Hu Guang-Hui, Liu Huan, Lai Peng, Guo Zhui-Feng, Xu Liang, Yao Xu-Dong, Zheng Jun-Hua, Liu Min, Xu Yun-Fei
Department of Urology, Shanghai Tenth People's Hospital, Tongji University Shanghai, China.
Int J Clin Exp Pathol. 2014 Apr 15;7(5):2143-52. eCollection 2014.

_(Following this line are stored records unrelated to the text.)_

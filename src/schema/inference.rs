//! Schema inference from CSV row samples.
//!
//! Samples are normalized into one CSV table, the header row is detected, and
//! each column is classified by strict type guessing: a column is an integer
//! (or a decimal) only when every non-empty sampled value parses as one.
//! Configured date and string overrides then take precedence over the guess.

use indexmap::IndexMap;
use snafu::prelude::*;
use tracing::{debug, info};

use super::normalize::samples_to_table;
use super::{ColumnSchema, SchemaFragment};
use crate::config::TableSpec;
use crate::error::{InferenceError, TableParseSnafu};
use crate::types::RowSample;

/// Rows may have this many fewer non-empty cells than the modal row and
/// still be taken as the header.
const HEADER_TOLERANCE: usize = 1;

/// Coarse type guessed for a column, ordered from most to least specific.
#[derive(Debug, Clone, Copy, PartialEq, Eq)]
pub enum GuessedType {
    Integer,
    Decimal,
    String,
}

impl From<GuessedType> for ColumnSchema {
    fn from(guess: GuessedType) -> Self {
        match guess {
            GuessedType::Integer => ColumnSchema::Integer,
            GuessedType::Decimal => ColumnSchema::Number,
            GuessedType::String => ColumnSchema::String,
        }
    }
}

/// Infer a schema fragment from row samples.
///
/// The fragment has exactly one entry per detected header column. With
/// `guess_types` off every column is a nullable string and values are not
/// inspected. Otherwise `date_overrides` win over `string_overrides`, which
/// win over the guessed type.
///
/// A malformed sample table is returned as an error; it is never recovered
/// from here.
pub fn infer_schema(
    samples: &[RowSample],
    table: &TableSpec,
) -> Result<SchemaFragment, InferenceError> {
    let buffer = samples_to_table(samples)?;
    let rows = parse_table(&buffer)?;

    let (offset, headers) = detect_header(&rows);
    let data = rows.get(offset + 1..).unwrap_or_default();

    if !table.guess_types {
        info!(
            table = %table.table_name,
            "Type guessing is turned off (guess_types is false) - all columns will be strings"
        );
        return Ok(headers
            .into_iter()
            .map(|header| (header, ColumnSchema::String))
            .collect());
    }

    let guesses = guess_column_types(data, headers.len());
    debug!(
        table = %table.table_name,
        "Guessed {} column types from {} sampled rows",
        guesses.len(),
        data.len()
    );

    Ok(headers
        .into_iter()
        .zip(guesses)
        .map(|(header, guess)| {
            let schema = if table.date_overrides.contains(&header) {
                ColumnSchema::DateTime
            } else if table.string_overrides.contains(&header) {
                ColumnSchema::String
            } else {
                guess.into()
            };
            (header, schema)
        })
        .collect())
}

/// Parse a CSV buffer into rows of cells. Rows may differ in width.
fn parse_table(buffer: &[u8]) -> Result<Vec<Vec<String>>, InferenceError> {
    let mut reader = csv::ReaderBuilder::new()
        .has_headers(false)
        .flexible(true)
        .from_reader(buffer);

    reader
        .records()
        .map(|record| {
            record
                .map(|r| r.iter().map(str::to_string).collect())
                .context(TableParseSnafu)
        })
        .collect()
}

fn filled_cells(row: &[String]) -> usize {
    row.iter().filter(|cell| !cell.is_empty()).count()
}

/// Find the header row and its offset.
///
/// The modal number of non-empty cells is taken over rows with more than one
/// filled cell; the header is the first row within [`HEADER_TOLERANCE`] of it.
/// No rows at all yields an empty header at offset 0.
pub fn detect_header(rows: &[Vec<String>]) -> (usize, Vec<String>) {
    let mut counts: IndexMap<usize, usize> = IndexMap::new();
    for row in rows {
        let filled = filled_cells(row);
        if filled > 1 {
            *counts.entry(filled).or_default() += 1;
        }
    }

    // First-seen width wins ties.
    let modal = counts
        .iter()
        .fold(None, |best: Option<(usize, usize)>, (&width, &count)| match best {
            Some((_, best_count)) if best_count >= count => best,
            _ => Some((width, count)),
        })
        .map(|(width, _)| width)
        .unwrap_or(0);

    rows.iter()
        .position(|row| filled_cells(row) + HEADER_TOLERANCE >= modal)
        .map(|offset| (offset, rows[offset].clone()))
        .unwrap_or_default()
}

/// Per-column state of strict guessing.
#[derive(Debug, Clone, Copy)]
struct Candidate {
    seen_value: bool,
    integer: bool,
    decimal: bool,
}

impl Candidate {
    fn new() -> Self {
        Self {
            seen_value: false,
            integer: true,
            decimal: true,
        }
    }

    fn update(&mut self, value: &str) {
        if value.is_empty() {
            return;
        }
        self.seen_value = true;
        let trimmed = value.trim();
        self.integer = self.integer && is_integer(trimmed);
        self.decimal = self.decimal && is_decimal(trimmed);
    }

    fn decide(self) -> GuessedType {
        if !self.seen_value {
            GuessedType::String
        } else if self.integer {
            GuessedType::Integer
        } else if self.decimal {
            GuessedType::Decimal
        } else {
            GuessedType::String
        }
    }
}

/// An integer, or a finite float with no fractional part such as `3.0`.
fn is_integer(value: &str) -> bool {
    value.parse::<i64>().is_ok()
        || value
            .parse::<f64>()
            .is_ok_and(|f| f.is_finite() && f.fract() == 0.0)
}

/// A finite decimal number.
fn is_decimal(value: &str) -> bool {
    value.parse::<f64>().is_ok_and(f64::is_finite)
}

/// Strictly guess one type per column.
///
/// Empty cells are ignored. A column without any value, including columns
/// beyond the width of every row, is a string.
pub fn guess_column_types(rows: &[Vec<String>], width: usize) -> Vec<GuessedType> {
    let mut candidates = vec![Candidate::new(); width];
    for row in rows {
        for (candidate, value) in candidates.iter_mut().zip(row) {
            candidate.update(value);
        }
    }
    candidates.into_iter().map(Candidate::decide).collect()
}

The Delta-like ligand 4 (Dll4) and Notch signaling pathway plays a key role in embryonic vascular development and tumor growth. In this study, we measured the expression of Dll4 in clear cell renal cell carcinoma (ccRCC) and explored the correlation between Dll4 and ccRCC. We used sh-Dll4 treatment in a nude mouse model to observe the effect that inhibition of the Dll4/Notch pathway had on angiogenesis and vasculogenesis. We found up-regulation of Dll4 to be closely correlated with distant metastasis and worse overall survival. Cox regression analysis showed that Dll4 might be a prognostic marker of ccRCC. Blockade of Dll4/Notch signaling inhibited tumor growth in the mouse model via anti-angiogenesis and anti-vasculogenesis effects. We concluded that Dll4 might be a novel therapeutic target for the treatment of ccRCC.
Delta样配体4(Dll4)与Notch信号通路在胚胎血管发育和肿瘤生长中起关键作用。在本研究中,我们检测了Dll4在透明细胞肾细胞癌(ccRCC)中的表达,并探讨了Dll4与ccRCC之间的相关性。我们在裸鼠模型中使用sh-Dll4处理,以观察抑制Dll4/Notch通路对血管生成和血管发生的影响。我们发现Dll4的上调与远处转移及较差的总生存率密切相关。Cox回归分析表明,Dll4可能是ccRCC的一个预后标志物。在小鼠模型中,阻断Dll4/Notch信号通过抗血管生成和抗血管发生作用抑制肿瘤生长。我们得出结论,Dll4可能是治疗ccRCC的一个新的治疗靶点。